MYRTLE BEACH, SC (WBTW) – Horry County children start school on Wednesday morning and thousands of them will be in brand new, energy-positive buildings.

A main feature of the new schools is the amount of glass which gives the building an open feel.

“It’s very inviting,” said Superintendent, Dr. Rick Maxey.

In June, News13 asked the CEO of First Floor Architects, Robbie Ferris, how students will be kept safe in this type of school. At the time, the district and First Floor had not decided on a security plan.

“I think we have to rethink the way we think about school safety when we do buildings like this,” said Ferris.

News13 followed up with Ferris as well as the school district to find out what safety measures will be put in the new, glass-filled buildings.

“The building is designed around a basic principle that says if you want to eliminate bad things in the built environment you have to eliminate the places in which those things can occur,” said Ferris at a school tour in mid-August. He said security begins with the buildings’ entrance.
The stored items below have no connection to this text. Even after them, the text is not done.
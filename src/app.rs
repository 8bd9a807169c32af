use eframe::egui;

use crate::state::AppState;
use crate::ui::panels;

// ---------------------------------------------------------------------------
// eframe App implementation
// ---------------------------------------------------------------------------

pub struct GardenMeterApp {
    pub state: AppState,
}

impl Default for GardenMeterApp {
    fn default() -> Self {
        let mut state = AppState::default();
        // Pick up the log left behind by a previous session, if any.
        state.reload();
        Self { state }
    }
}

impl eframe::App for GardenMeterApp {
    fn update(&mut self, ctx: &egui::Context, _frame: &mut eframe::Frame) {
        // ---- Top panel: device actions and status ----
        egui::TopBottomPanel::top("top_bar").show(ctx, |ui| {
            panels::top_bar(ui, &mut self.state);
        });

        // ---- Left side panel: time window ----
        egui::SidePanel::left("window_panel")
            .default_width(260.0)
            .resizable(true)
            .show(ctx, |ui| {
                panels::side_panel(ui, &mut self.state);
            });

        // ---- Central panel: table and charts ----
        egui::CentralPanel::default().show(ctx, |ui| {
            panels::central_panel(ui, &self.state);
        });
    }
}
“There’s a single point entrance,” said Ferris. “People would come in the main door and after school starts, the doors into the school would be locked.”

Ferris also said the district is going to be installing a variety of safety measures throughout the building. However, district officials are not revealing the specifics.

“Each school does have a crisis management plan that is able to react to many different scenarios,” said Director of Facilities for the district, Mark Wolfe. “I assure you that each administrator has done a very good job of having their plan.”

Wolfe said he feels confident the open design of the buildings will help in the event of an emergency.

“We believe it gives a more active response to threats,” Wolfe added. “I think (the threat) can be identified quicker if there was one.”

Dr. Maxey said while they can’t reveal details, he wants parents to know the district is actively protecting students.

“We have security in place for all of our schools including our new schools,” he said. “Of course, one of the primary things to maintain security is to not discuss what you do. But we have measures in place and plans in place for these new schools.”

Earlier this summer, News13 reported on previously discussed safety measures, like bulletproof glass and fog cannons.